[Collected data entries]
--------------------------------
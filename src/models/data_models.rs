use serde::{Deserialize, Serialize};

/// Raw column names of a listing row, in file order.
pub const RAW_COLUMNS: [&str; 13] = [
    "building_name",
    "address",
    "transportation_1",
    "transportation_2",
    "transportation_3",
    "age",
    "floors",
    "rent",
    "admin_fee",
    "deposit",
    "gratuity",
    "layout",
    "area",
];

/// One rentable unit as scraped. Building-level fields (name, address,
/// transportation, age, floors) repeat across units of the same building.
#[derive(Debug, Clone, PartialEq, Serialize, Deserialize)]
pub struct RawListing {
    pub building_name: String,
    pub address: String,
    pub transportation_1: Option<String>,
    pub transportation_2: Option<String>,
    pub transportation_3: Option<String>,
    pub age: String,
    pub floors: String,
    /// Monthly rent in units of 10,000 yen
    pub rent: f64,
    /// Management fee in yen
    pub admin_fee: f64,
    pub deposit: f64,
    pub gratuity: f64,
    pub layout: String,
    /// Floor area in square meters, still textual
    pub area: String,
}

/// Model verdict for one listing. `listing_index` joins back to the batch
/// the record was scored from.
#[derive(Debug, Clone, PartialEq, Serialize, Deserialize)]
pub struct PredictionRecord {
    pub listing_index: usize,
    pub actual_rent: f64,
    pub predicted_rent: f64,
    pub difference: f64,
    /// `None` when the actual rent is zero or the ratio is not finite
    pub discount_rate: Option<f64>,
}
--------------------------------
§ **TASK DETAILS**:
Each line in the data that holds the string "floors" must be returned.

§ **REPLY TO THE EXERCISE**:
    "floors",
/// transportation, age, floors) repeat across units of the same building.
    pub floors: String,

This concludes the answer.